Scientists have examined the proteomes of 169 ovarian cancer patients to identify critical proteins expressed by their tumours…

Scientists at The Johns Hopkins University and the Pacific Northwest National Laboratory have examined the proteomes of 169 ovarian cancer patients to identify critical proteins expressed by their tumours.

By integrating their findings with the tumours’ genetic data, the investigators report the potential for new insights into the progress of the most malignant form of the disease.

“Correlating our data with clinical outcomes is the first step toward the eventual ability to predict outcomes that reflect patient survival, with potential applications for precision medicine and new targets for pharmaceutical interventions,” says Daniel W. Chan, Ph.D., a professor of pathology and oncology who led the team at the Johns Hopkins University School of Medicine. “But just like anything in medicine, clinical validation will be a long and rigorous process.”

The researchers say their achievement illustrates the power of combining genomic and proteomic data to potentially yield a more complete picture of the biology of a cancer that accounts for 3% of all cancers in women and is the fifth leading cause of cancer deaths among women in the United States.

“With this knowledge, researchers expect to be better able to identify the biological factors defining the 70% of ovarian cancer patients who suffer from the most malignant form of ovarian cancer, called high-grade serous carcinoma,” says Chan.

Explaining ovarian cancer biology

In their effort to better explain ovarian cancer biology, each team studied subsets of 169 high-grade serous carcinoma tissue samples and accompanying genomic and clinical data drawn from The Cancer Genome Atlas (TCGA), a collaborative effort to map cancer’s genetic mutations.

The Johns Hopkins team initially selected 122 of the samples based on those tumours’ ability to repair damaged DNA — known as homologous recombination deficiency — and characterised by changes in genes, including BRCA1, BRCA2 and PTEN, mutations long linked to increased cancer risk and severity.

The Pacific Northwest team initially selected 84 samples based on overall patient survival times. “We examined the data for the shortest-surviving patients and the longest-surviving patients, hoping to pinpoint biological factors associated with extremely short survival or better-than-average, longer survival,” says Karin Rodland, Ph.D., chief scientist for biomedical research at the Pacific Northwest National Laboratory.

Then, through their participation in the Clinical Proteomic Tumour Analysis Consortium (CPTAC), the two teams combined their efforts.

Studying proteins common to all samples

Using protein measurement and identification techniques, such as mass spectrometry, the teams identified 9,600 proteins in all the tumours and pursued study on 3,586 proteins common to all 169 tumour samples.

A hallmark of cancer, and particularly high-grade serous carcinoma, is the appearance of more copies of certain regions of the genome.
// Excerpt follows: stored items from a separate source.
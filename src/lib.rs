#[allow(non_snake_case)]
pub mod Kinetics;
#[allow(non_snake_case)]
pub mod Micromixing;
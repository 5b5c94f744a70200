//! Core types for Tessera
//!
//! This crate defines the foundational types shared by the client transaction
//! layer and the server lock/ordering layer:
//! - Identifiers: LockId, ThreadId, ClientId, NodeId, TransactionId, ...
//! - Lock levels: LockLevel (client), ServerLockLevel, NotifyAction
//! - Error: TesseraError and the fatal ProtocolViolation taxonomy
//! - Config: TesseraConfig loaded from `tessera.toml`
//! - Sequence: monotonic id generator
//! - AbortToken: cooperative cancellation for blocking waits
//! - ListenerRegistry: id-keyed listener subscriptions

#![warn(missing_docs)]
#![warn(clippy::all)]

pub mod cancel;
pub mod config;
pub mod error;
pub mod ids;
pub mod listeners;
pub mod lock_level;
pub mod sequence;

pub use cancel::AbortToken;
pub use config::{LockConfig, LockPolicy, ServerConfig, TesseraConfig, TransactionConfig};
pub use error::{ProtocolViolation, Result, TesseraError};
pub use ids::{
    ClientId, GlobalTransactionId, LockId, NodeId, ObjectId, SequenceId, ServerId,
    ServerTransactionId, SessionId, SubscriptionId, ThreadId, TransactionId, TxnBatchId,
};
pub use listeners::ListenerRegistry;
pub use lock_level::{LockLevel, NotifyAction, ServerLockLevel};
pub use sequence::Sequence;
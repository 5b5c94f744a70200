//! Transaction batch accounting
//!
//! Tracks which batches are outstanding and which of their transactions are
//! still unacknowledged, and derives the low-water-mark from that.
//!
//! ## Structure
//!
//! - `batches`: insertion-ordered FIFO of outstanding batches
//! - `batch_seq`: batch id → FIFO position
//! - `txn_to_batch`: reverse index from transaction id to its batch
//! - `pending`: every unacknowledged transaction id, ordered
//!
//! Acknowledgement and low-water-mark queries are O(log n). The structure is
//! plain `&mut self` data; owners guard it with one mutex.

use rustc_hash::FxHashMap;
use std::collections::{BTreeMap, BTreeSet};
use tessera_core::{ProtocolViolation, Result, TransactionId, TxnBatchId};

/// Outstanding state of one batch
#[derive(Debug, Clone, PartialEq, Eq)]
pub struct BatchRecord {
    /// Batch id
    pub batch_id: TxnBatchId,
    /// Transactions of the batch in send order
    pub transactions: Vec<TransactionId>,
    /// Of those, the ones not yet acknowledged
    pub pending: BTreeSet<TransactionId>,
}

impl BatchRecord {
    /// Whether every transaction has been acknowledged
    pub fn is_complete(&self) -> bool {
        self.pending.is_empty()
    }
}

/// Outstanding batches and transactions of one client session
#[derive(Debug, Default)]
pub struct TransactionBatchAccounting {
    batches: BTreeMap<u64, BatchRecord>,
    batch_seq: FxHashMap<TxnBatchId, u64>,
    txn_to_batch: FxHashMap<TransactionId, TxnBatchId>,
    pending: BTreeSet<TransactionId>,
    next_seq: u64,
    highest_issued: TransactionId,
}

impl TransactionBatchAccounting {
    /// Empty accounting
    pub fn new() -> Self {
        Self::default()
    }

    /// Register an outstanding batch
    ///
    /// # Errors
    ///
    /// `DuplicateBatch` if the batch id is already outstanding,
    /// `DuplicateTransaction` if one of the ids is.
    pub fn add_batch(&mut self, batch_id: TxnBatchId, ids: &[TransactionId]) -> Result<()> {
        if self.batch_seq.contains_key(&batch_id) {
            return Err(ProtocolViolation::DuplicateBatch(batch_id).raise());
        }
        let mut seen = BTreeSet::new();
        for id in ids {
            if self.txn_to_batch.contains_key(id) || !seen.insert(*id) {
                return Err(ProtocolViolation::DuplicateTransaction(*id).raise());
            }
        }

        let seq = self.next_seq;
        self.next_seq += 1;
        for id in ids {
            self.txn_to_batch.insert(*id, batch_id);
            self.pending.insert(*id);
            self.highest_issued = self.highest_issued.max(*id);
        }
        self.batch_seq.insert(batch_id, seq);
        self.batches.insert(
            seq,
            BatchRecord {
                batch_id,
                transactions: ids.to_vec(),
                pending: seen,
            },
        );
        Ok(())
    }

    /// Acknowledge transactions of a batch
    ///
    /// Returns `true` iff this call completed the batch. Ids that are not
    /// pending in the batch (repeated acknowledgements) are ignored.
    ///
    /// # Errors
    ///
    /// `UnknownBatch` if the batch is not outstanding.
    pub fn acknowledge(&mut self, batch_id: TxnBatchId, ids: &[TransactionId]) -> Result<bool> {
        let Some(&seq) = self.batch_seq.get(&batch_id) else {
            return Err(ProtocolViolation::UnknownBatch(batch_id).raise());
        };
        let Some(record) = self.batches.get_mut(&seq) else {
            return Err(ProtocolViolation::UnknownBatch(batch_id).raise());
        };
        for id in ids {
            if record.pending.remove(id) {
                self.pending.remove(id);
                self.txn_to_batch.remove(id);
            }
        }
        if !record.is_complete() {
            return Ok(false);
        }
        self.batches.remove(&seq);
        self.batch_seq.remove(&batch_id);
        Ok(true)
    }

    /// Smallest unacknowledged id; else the id after the highest ever issued;
    /// `NULL` if nothing was ever issued
    pub fn low_water_mark(&self) -> TransactionId {
        match self.pending.first() {
            Some(id) => *id,
            None if self.highest_issued.is_null() => TransactionId::NULL,
            None => self.highest_issued.next(),
        }
    }

    /// Append outstanding batch ids in the order they were added
    pub fn add_incomplete_batch_ids_to<'a>(&self, out: &'a mut Vec<TxnBatchId>) -> &'a mut Vec<TxnBatchId> {
        out.extend(self.batches.values().map(|b| b.batch_id));
        out
    }

    /// Oldest outstanding batch, or `TxnBatchId::NULL`
    pub fn min_incomplete_batch_id(&self) -> TxnBatchId {
        self.batches
            .values()
            .next()
            .map_or(TxnBatchId::NULL, |b| b.batch_id)
    }

    /// Still-pending transactions of a batch, in original order
    pub fn transaction_ids_for(&self, batch_id: TxnBatchId) -> Vec<TransactionId> {
        self.batch_seq
            .get(&batch_id)
            .and_then(|seq| self.batches.get(seq))
            .map(|b| {
                b.transactions
                    .iter()
                    .filter(|id| b.pending.contains(id))
                    .copied()
                    .collect()
            })
            .unwrap_or_default()
    }

    /// Append every unacknowledged transaction id in ascending order
    pub fn add_incomplete_transaction_ids_to<'a>(
        &self,
        out: &'a mut Vec<TransactionId>,
    ) -> &'a mut Vec<TransactionId> {
        out.extend(self.pending.iter().copied());
        out
    }

    /// Batch a pending transaction belongs to
    pub fn batch_for(&self, id: TransactionId) -> Option<TxnBatchId> {
        self.txn_to_batch.get(&id).copied()
    }

    /// Whether `id` is still unacknowledged
    pub fn is_pending(&self, id: TransactionId) -> bool {
        self.pending.contains(&id)
    }

    /// Number of unacknowledged transactions
    pub fn pending_count(&self) -> usize {
        self.pending.len()
    }

    /// Number of outstanding batches
    pub fn outstanding_batches(&self) -> usize {
        self.batches.len()
    }

    /// True when nothing is outstanding
    pub fn is_empty(&self) -> bool {
        self.batches.is_empty()
    }

    /// Forget everything outstanding; the highest issued id is kept so the
    /// low-water-mark never moves backwards
    pub fn clear(&mut self) {
        self.batches.clear();
        self.batch_seq.clear();
        self.txn_to_batch.clear();
        self.pending.clear();
    }
}
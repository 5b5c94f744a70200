//! Distributed lock manager for Tessera
//!
//! This crate implements the server side of the lock protocol:
//! - ServerLockContext: one (client, thread) relationship to a lock
//! - ServerLock: holders, pending requests and waiters of one lock, with
//!   greedy grants to whole client nodes and recall on contention
//! - LockManager: owns every lock, serializes operations per lock id,
//!   defers requests until started, expires try-locks and timed waits
//! - NotifiedWaiters: waiters woken by notify, bucketed by node
//!
//! Responses leave through a [`LockResponseSink`].

#![warn(missing_docs)]
#![warn(clippy::all)]

pub mod context;
pub mod manager;
pub mod notified;
pub mod request;
pub mod response;
mod server_lock;
mod timer;

pub use context::{ContextState, ServerLockContext};
pub use manager::LockManager;
pub use notified::NotifiedWaiters;
pub use request::LockRequest;
pub use response::{LockResponse, LockResponseLog, LockResponseSink, NullSink};
pub use server_lock::LockSnapshot;
//! Global transaction ordering
//!
//! Every transaction a server applies gets a [`GlobalTransactionId`], its
//! position in the cluster-wide apply order. The ids are issued from one
//! per-stripe sequence under the apply serialization point, so id order is
//! apply order.
//!
//! The manager keeps one record per ordered transaction, keyed by
//! [`ServerTransactionId`]. A record answers "was this already applied?"
//! for resent batches; it is retired once the source client's
//! low-water-mark moves past it.

use parking_lot::Mutex;
use rustc_hash::FxHashMap;
use std::collections::{BTreeMap, BTreeSet};
use tessera_core::{
    GlobalTransactionId, NodeId, ProtocolViolation, Result, Sequence, ServerTransactionId,
    TransactionId,
};
use tracing::debug;

/// Per-stripe source of global transaction ids
#[derive(Debug)]
pub struct GlobalTransactionIdSequence {
    stripe: u32,
    sequence: Sequence,
}

impl GlobalTransactionIdSequence {
    /// A sequence whose first id is 1
    pub fn new(stripe: u32) -> Self {
        Self {
            stripe,
            sequence: Sequence::new(),
        }
    }

    /// A sequence continuing after `last`
    pub fn starting_after(stripe: u32, last: GlobalTransactionId) -> Self {
        Self {
            stripe,
            sequence: Sequence::starting_after(last.as_u64()),
        }
    }

    /// Stripe this sequence orders
    pub fn stripe(&self) -> u32 {
        self.stripe
    }

    /// Issue the next id
    pub fn next_id(&self) -> GlobalTransactionId {
        GlobalTransactionId::new(self.sequence.next_value())
    }

    /// Last issued id, `NULL` before the first
    pub fn current(&self) -> GlobalTransactionId {
        GlobalTransactionId::new(self.sequence.current())
    }
}

#[derive(Debug, Clone, Copy)]
struct GlobalRecord {
    global_id: GlobalTransactionId,
    complete: bool,
}

#[derive(Debug, Default)]
struct GlobalState {
    /// Per source node, by source-local transaction id
    records: FxHashMap<NodeId, BTreeMap<TransactionId, GlobalRecord>>,
    incomplete: BTreeSet<GlobalTransactionId>,
}

/// Issues and remembers global transaction ids
#[derive(Debug)]
pub struct GlobalTransactionManager {
    sequence: GlobalTransactionIdSequence,
    state: Mutex<GlobalState>,
}

impl GlobalTransactionManager {
    /// Manager for `stripe`, issuing from 1
    pub fn new(stripe: u32) -> Self {
        Self::with_sequence(GlobalTransactionIdSequence::new(stripe))
    }

    /// Manager issuing from an existing sequence
    pub fn with_sequence(sequence: GlobalTransactionIdSequence) -> Self {
        Self {
            sequence,
            state: Mutex::new(GlobalState::default()),
        }
    }

    /// Order `stxid`
    ///
    /// # Errors
    ///
    /// `DuplicateGlobalTransactionId` if it already has an id.
    pub fn assign(&self, stxid: &ServerTransactionId) -> Result<GlobalTransactionId> {
        let mut state = self.state.lock();
        let per_source = state.records.entry(stxid.source.clone()).or_default();
        if let Some(existing) = per_source.get(&stxid.transaction) {
            return Err(ProtocolViolation::DuplicateGlobalTransactionId {
                transaction: stxid.clone(),
                existing: existing.global_id,
            }
            .raise());
        }
        let global_id = self.sequence.next_id();
        per_source.insert(
            stxid.transaction,
            GlobalRecord {
                global_id,
                complete: false,
            },
        );
        state.incomplete.insert(global_id);
        debug!(target: "tessera::apply", %stxid, %global_id, "Assigned global id");
        Ok(global_id)
    }

    /// Withdraw the id of `stxid` if it never finished applying
    ///
    /// Returns the withdrawn id. The id is not reissued; a later
    /// [`assign`](Self::assign) orders the transaction afresh.
    pub fn revoke(&self, stxid: &ServerTransactionId) -> Option<GlobalTransactionId> {
        let mut state = self.state.lock();
        let per_source = state.records.get_mut(&stxid.source)?;
        if per_source.get(&stxid.transaction)?.complete {
            return None;
        }
        let record = per_source.remove(&stxid.transaction)?;
        if per_source.is_empty() {
            state.records.remove(&stxid.source);
        }
        state.incomplete.remove(&record.global_id);
        debug!(target: "tessera::apply", %stxid, global_id = %record.global_id, "Revoked global id");
        Some(record.global_id)
    }

    /// Global id of `stxid`, if it was ordered and not yet retired
    pub fn lookup(&self, stxid: &ServerTransactionId) -> Option<GlobalTransactionId> {
        self.state
            .lock()
            .records
            .get(&stxid.source)
            .and_then(|r| r.get(&stxid.transaction))
            .map(|r| r.global_id)
    }

    /// Whether `stxid` finished applying
    pub fn is_complete(&self, stxid: &ServerTransactionId) -> bool {
        self.state
            .lock()
            .records
            .get(&stxid.source)
            .and_then(|r| r.get(&stxid.transaction))
            .is_some_and(|r| r.complete)
    }

    /// Mark `stxid` applied; returns `false` if it was unknown or already
    /// complete
    pub fn mark_complete(&self, stxid: &ServerTransactionId) -> bool {
        let mut state = self.state.lock();
        let Some(record) = state
            .records
            .get_mut(&stxid.source)
            .and_then(|r| r.get_mut(&stxid.transaction))
        else {
            return false;
        };
        if record.complete {
            return false;
        }
        record.complete = true;
        let global_id = record.global_id;
        state.incomplete.remove(&global_id);
        true
    }

    /// Retire completed records of `source` below its low-water-mark
    ///
    /// Returns the number of records removed.
    pub fn clear_below(&self, source: &NodeId, low_water_mark: TransactionId) -> usize {
        let mut state = self.state.lock();
        let Some(per_source) = state.records.get_mut(source) else {
            return 0;
        };
        let kept = per_source.split_off(&low_water_mark);
        let below = std::mem::replace(per_source, kept);
        let mut removed = 0;
        for (id, record) in below {
            if record.complete {
                removed += 1;
            } else {
                per_source.insert(id, record);
            }
        }
        if per_source.is_empty() {
            state.records.remove(source);
        }
        if removed > 0 {
            debug!(target: "tessera::apply", %source, %low_water_mark, removed, "Retired ordering records");
        }
        removed
    }

    /// Smallest id of an incomplete transaction, else the next id to issue
    pub fn global_low_water_mark(&self) -> GlobalTransactionId {
        let state = self.state.lock();
        match state.incomplete.first() {
            Some(id) => *id,
            None => self.sequence.current().next(),
        }
    }

    /// Last issued id
    pub fn last_issued(&self) -> GlobalTransactionId {
        self.sequence.current()
    }

    /// Number of records not yet retired
    pub fn record_count(&self) -> usize {
        self.state.lock().records.values().map(BTreeMap::len).sum()
    }
}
These so-called copy number alterations can lead to changes in protein abundance. When the researchers compared known regions of copy number alterations, they found that parts of chromosomes 2, 7, 20 and 22 led to changes in abundance of more than 200 proteins. A more careful study of those 200 proteins revealed that many are involved in cell movement and immune system function, both processes implicated in cancer progression, the researchers say.

“By comparing data for overlapping patient samples and finding comparable measurements of protein analysis at both institutions, we think our findings indicate excellent scientific rigor and reproducibility,” says Rodland.

This work should give researchers everywhere a wealth of credible information, she continues, because of the number of samples investigated, the number of proteins investigated in each sample, and the ability to cross-reference and correlate the new protein data with the TCGA genome and transcriptome data. “In brief, adding the proteome on top of the genome — what we call proteogenomics — provided a new dimension of information that enabled discovery of new biological insights into ovarian cancer while creating a valuable resource for the scientific community,” says Rodland.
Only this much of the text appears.